> [Instructions for the task] The output should be exactly the lines from the one containing "use metrics::histogram;" through the last line of the records, and only those.
---
//! Database metrics collection.

use metrics::histogram;
use std::time::Instant;

/// Record database query duration.
pub fn record_query_duration(query_name: &str, duration_secs: f64) {
    histogram!(
        "database_query_duration_seconds",
        "query" => query_name.to_string()
    )
    .record(duration_secs);
}

/// A helper to time database operations and record metrics.
///
/// Usage:
/// ```ignore
/// let timer = QueryTimer::new("find_open_join_record");
/// let result = sqlx::query_as::<_, JoinRecordEntity>(...).fetch_optional(&pool).await;
/// timer.record();
/// result
/// ```
pub struct QueryTimer {
    query_name: String,
    start: Instant,
}

impl QueryTimer {
    pub fn new(query_name: impl Into<String>) -> Self {
        Self {
            query_name: query_name.into(),
            start: Instant::now(),
        }
    }

    /// Record the elapsed duration to metrics.
    pub fn record(self) {
        let duration = self.start.elapsed().as_secs_f64();
        record_query_duration(&self.query_name, duration);
    }
}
---
> [Result for this task]
use metrics::histogram;
use std::time::Instant;

/// Record database query duration.
pub fn record_query_duration(query_name: &str, duration_secs: f64) {
    histogram!(
        "database_query_duration_seconds",
        "query" => query_name.to_string()
    )
    .record(duration_secs);
}

/// A helper to time database operations and record metrics.
///
/// Usage:
/// ```ignore
/// let timer = QueryTimer::new("find_open_join_record");
/// let result = sqlx::query_as::<_, JoinRecordEntity>(...).fetch_optional(&pool).await;
/// timer.record();
/// result
/// ```
pub struct QueryTimer {
    query_name: String,
    start: Instant,
}

impl QueryTimer {
    pub fn new(query_name: impl Into<String>) -> Self {
        Self {
            query_name: query_name.into(),
            start: Instant::now(),
        }
    }

    /// Record the elapsed duration to metrics.
    pub fn record(self) {
        let duration = self.start.elapsed().as_secs_f64();
        record_query_duration(&self.query_name, duration);
    }
}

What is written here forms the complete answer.